Wednesday 7 March 2012

Stanford's conviction does little to ease investors' struggle

By Loren Steffy

As U.S. District Judge David Hittner was about halfway through reading the
jury's verdict - "count seven, mail fraud, guilty; count eight, mail fraud,
guilty" - R. Allen Stanford turned to family members sitting in the
courtroom and mouthed the words "it will be OK."

It's more reassurance than Stanford's 21,000 victims have gotten.

Investors in Stanford's $7 billion fraud waited three years for this day,
when justice was finally served on the man who had cost them what for many
were life savings.

"This has been a long time coming, and it gives all of the victims a small
amount of satisfaction," said Kate Burnell-Freeman, the co-founder of the
Stanford International Victims Group. "He deserves life in prison. He has
sentenced thousands of victims to a life of hardship and poverty, and I just hope that the U.S. courts remember that."

Yet for Burnell-Freeman and the thousands of investors her group represents, the wait goes on. Any comfort from the verdict quickly gives way to the stark reality of their plight. Stanford's conviction does little to help them recover even a smidgen of their investments.

"I would have been happy to see Stanford walk if somebody that same day gave me my money back," said Burnell-Freeman, who lives in Antigua, the Caribbean nation where Stanford had his bank.

The fate of investors remains tied to two protracted court cases.

One involves the arcane rules regarding insurance coverage for U.S.
brokerage clients, who represent about a third of all Stanford investors
worldwide.

The Securities Investor Protection Corp. has argued it shouldn't have to pay for the losses, because even though Stanford's certificates of deposit were sold as securities through a SIPC-member brokerage, they were actually CDs from a foreign bank.

The Securities and Exchange Commission has filed suit to force SIPC to pay,
and the matter has been pending before a federal judge in Washington since
late last year.

Jury has work to do

Meanwhile, the Houston jurors who convicted Stanford just before lunch
reconvened Tuesday afternoon to consider whether Stanford must forfeit a
series of bank accounts spread among the U.K., Canada and Switzerland
containing an estimated $330 million.

Spread among all the investors, it's a pittance - investors will be lucky to recover a few pennies on the dollar - but the accounts represent some of the biggest pools of cash found in the three years since the collapse of
Stanford's financial empire.

The conviction ought to allow the money to be recovered for investors. The
problem is those funds also are embroiled in a jurisdictional dispute
between the U.S. Justice Department and Antiguan liquidators for Stanford's
bank.

Jurors will resume their consideration of the forfeiture issue today.

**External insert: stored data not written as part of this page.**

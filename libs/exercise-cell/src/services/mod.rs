pub mod analytics;
pub mod progress;
pub mod streak;
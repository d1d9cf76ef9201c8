use std::env;
use std::str::FromStr;

use chrono::NaiveTime;
use tracing::warn;

#[derive(Debug, Clone)]
pub struct AppConfig {
    pub supabase_url: String,
    pub supabase_anon_key: String,
    pub supabase_jwt_secret: String,
    pub server_port: u16,
    pub scheduling: SchedulingConfig,
}

const MINUTES_PER_DAY: i64 = 24 * 60;
const MAX_CANCELLATION_LEAD_HOURS: i64 = 24 * 365;
const MAX_STREAK_DAYS: u32 = 3650;

/// Clinic-wide scheduling and tracking rules.
#[derive(Debug, Clone, PartialEq)]
pub struct SchedulingConfig {
    pub work_day_start: NaiveTime,
    pub work_day_end: NaiveTime,
    pub slot_duration_minutes: i64,
    pub cancellation_lead_hours: i64,
    pub min_appointment_minutes: i64,
    pub max_appointment_minutes: i64,
    pub streak_max_days: u32,
}

impl Default for SchedulingConfig {
    fn default() -> Self {
        Self {
            work_day_start: NaiveTime::from_hms_opt(9, 0, 0).unwrap_or(NaiveTime::MIN),
            work_day_end: NaiveTime::from_hms_opt(17, 0, 0).unwrap_or(NaiveTime::MIN),
            slot_duration_minutes: 60,
            cancellation_lead_hours: 24,
            min_appointment_minutes: 15,
            max_appointment_minutes: 240,
            streak_max_days: 365,
        }
    }
}

impl SchedulingConfig {
    pub fn from_env() -> Self {
        let defaults = Self::default();

        let config = Self {
            work_day_start: time_var("WORK_DAY_START", defaults.work_day_start),
            work_day_end: time_var("WORK_DAY_END", defaults.work_day_end),
            slot_duration_minutes: bounded_var("SLOT_DURATION_MINUTES", defaults.slot_duration_minutes, 1, MINUTES_PER_DAY),
            cancellation_lead_hours: bounded_var("CANCELLATION_LEAD_HOURS", defaults.cancellation_lead_hours, 0, MAX_CANCELLATION_LEAD_HOURS),
            min_appointment_minutes: bounded_var("MIN_APPOINTMENT_MINUTES", defaults.min_appointment_minutes, 1, MINUTES_PER_DAY),
            max_appointment_minutes: bounded_var("MAX_APPOINTMENT_MINUTES", defaults.max_appointment_minutes, 1, MINUTES_PER_DAY),
            streak_max_days: bounded_var("STREAK_MAX_DAYS", defaults.streak_max_days, 1, MAX_STREAK_DAYS),
        };

        if config.work_day_start >= config.work_day_end {
            warn!(
                "WORK_DAY_START ({}) is not before WORK_DAY_END ({}), no slots will be offered",
                config.work_day_start, config.work_day_end
            );
        }

        config
    }
}

impl AppConfig {
    pub fn from_env() -> Self {
        let config = Self {
            supabase_url: env::var("SUPABASE_URL")
                .unwrap_or_else(|_| {
                    warn!("SUPABASE_URL not set, using empty value");
                    String::new()
                }),
            supabase_anon_key: env::var("SUPABASE_ANON_PUBLIC_KEY")
                .unwrap_or_else(|_| {
                    warn!("SUPABASE_ANON_PUBLIC_KEY not set, using empty value");
                    String::new()
                }),
            supabase_jwt_secret: env::var("SUPABASE_JWT_SECRET")
                .unwrap_or_else(|_| {
                    warn!("SUPABASE_JWT_SECRET not set, using empty value");
                    String::new()
                }),
            server_port: parsed_var("SERVER_PORT", 3000),
            scheduling: SchedulingConfig::from_env(),
        };

        if !config.is_configured() {
            warn!("Application not fully configured - missing environment variables");
        }

        config
    }

    pub fn is_configured(&self) -> bool {
        !self.supabase_url.is_empty()
            && !self.supabase_anon_key.is_empty()
            && !self.supabase_jwt_secret.is_empty()
    }
}

fn parsed_var<T>(name: &str, default: T) -> T
where
    T: FromStr + std::fmt::Display,
{
    match env::var(name) {
        Ok(raw) => raw.trim().parse().unwrap_or_else(|_| {
            warn!("{} has invalid value '{}', using default {}", name, raw, default);
            default
        }),
        Err(_) => default,
    }
}

fn bounded_var<T>(name: &str, default: T, min: T, max: T) -> T
where
    T: FromStr + std::fmt::Display + PartialOrd + Copy,
{
    clamp_setting(name, parsed_var(name, default), min, max)
}

/// Pulls an out-of-range setting back into `[min, max]`.
fn clamp_setting<T>(name: &str, value: T, min: T, max: T) -> T
where
    T: std::fmt::Display + PartialOrd + Copy,
{
    if value < min {
        warn!("{} ({}) is below {}, using {}", name, value, min, min);
        min
    } else if value > max {
        warn!("{} ({}) is above {}, using {}", name, value, max, max);
        max
    } else {
        value
    }
}

// Accepts "HH:MM" or "HH:MM:SS".
fn time_var(name: &str, default: NaiveTime) -> NaiveTime {
    match env::var(name) {
        Ok(raw) => NaiveTime::parse_from_str(raw.trim(), "%H:%M")
            .or_else(|_| NaiveTime::parse_from_str(raw.trim(), "%H:%M:%S"))
            .unwrap_or_else(|_| {
                warn!("{} has invalid time '{}', using default {}", name, raw, default);
                default
            }),
        Err(_) => default,
    }
}

#[cfg(test)]
mod tests {
    use super::*;

    #[test]
    fn test_default_scheduling_rules() {
        let rules = SchedulingConfig::default();

        assert_eq!(rules.work_day_start, NaiveTime::from_hms_opt(9, 0, 0).unwrap());
        assert_eq!(rules.work_day_end, NaiveTime::from_hms_opt(17, 0, 0).unwrap());
        assert_eq!(rules.slot_duration_minutes, 60);
        assert_eq!(rules.cancellation_lead_hours, 24);
        assert_eq!(rules.streak_max_days, 365);
    }

    #[test]
    fn test_out_of_range_settings_are_clamped() {
        assert_eq!(
            clamp_setting("CANCELLATION_LEAD_HOURS", i64::MAX, 0, MAX_CANCELLATION_LEAD_HOURS),
            MAX_CANCELLATION_LEAD_HOURS
        );
        assert_eq!(clamp_setting("CANCELLATION_LEAD_HOURS", -5, 0, MAX_CANCELLATION_LEAD_HOURS), 0);
        assert_eq!(clamp_setting("STREAK_MAX_DAYS", u32::MAX, 1, MAX_STREAK_DAYS), MAX_STREAK_DAYS);
        assert_eq!(clamp_setting("STREAK_MAX_DAYS", 0, 1, MAX_STREAK_DAYS), 1);
        assert_eq!(clamp_setting("SLOT_DURATION_MINUTES", 45, 1, MINUTES_PER_DAY), 45);
    }

    #[test]
    fn test_is_configured_requires_supabase_values() {
        let mut config = AppConfig {
            supabase_url: "http://localhost:54321".to_string(),
            supabase_anon_key: "anon".to_string(),
            supabase_jwt_secret: "secret".to_string(),
            server_port: 3000,
            scheduling: SchedulingConfig::default(),
        };
        assert!(config.is_configured());

        config.supabase_jwt_secret.clear();
        assert!(!config.is_configured());
    }
}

Both the U.S. government and the liquidators are attempting to return money
to investors, using different legal processes.

A court-appointed receiver in Dallas, charged with recovering assets for
investors, estimated that as of Oct. 31, including the foreign bank accounts and money that was donated to U.S. politicians that hasn't been returned, no more than about $1 billion could be recovered - less than one-seventh of the value of the fraud.

So far, the receiver hasn't returned anything to investors.

Ravaged hopes, dreams

As is so often the case in investment scams, justice comes far too late to
help those hurt most profoundly by the fraud. Stanford's conviction may
reassure investors that, at least, they weren't crazy. Their money really
was stolen, and Stanford's firm was designed to deceive them. But that
reassurance is overshadowed by the stunning reality that out of the $7
billion, only a few hundred million at best is likely to be returned to
them.

The hard-earned money of thousands became the fuel by which Stanford
propelled himself into the international jet set of swanky cricket tourneys, Caribbean islands, and private planes. The realization that their hard work was wasted on one man's greed is that wound that can't be healed by Tuesday's conviction.

"Without recovery for the Stanford victims there really cannot be any
closure," said Linda Kornswiet, an investor in Blue Bell, Pa. "The sad part
is the thousands of victims who still struggle to pay their bills, lost
their homes and also struggle to pay medical expenses. He has destroyed the
hopes and dreams of thousands of retirees."

For them, as it has for the past three years, the waiting continues.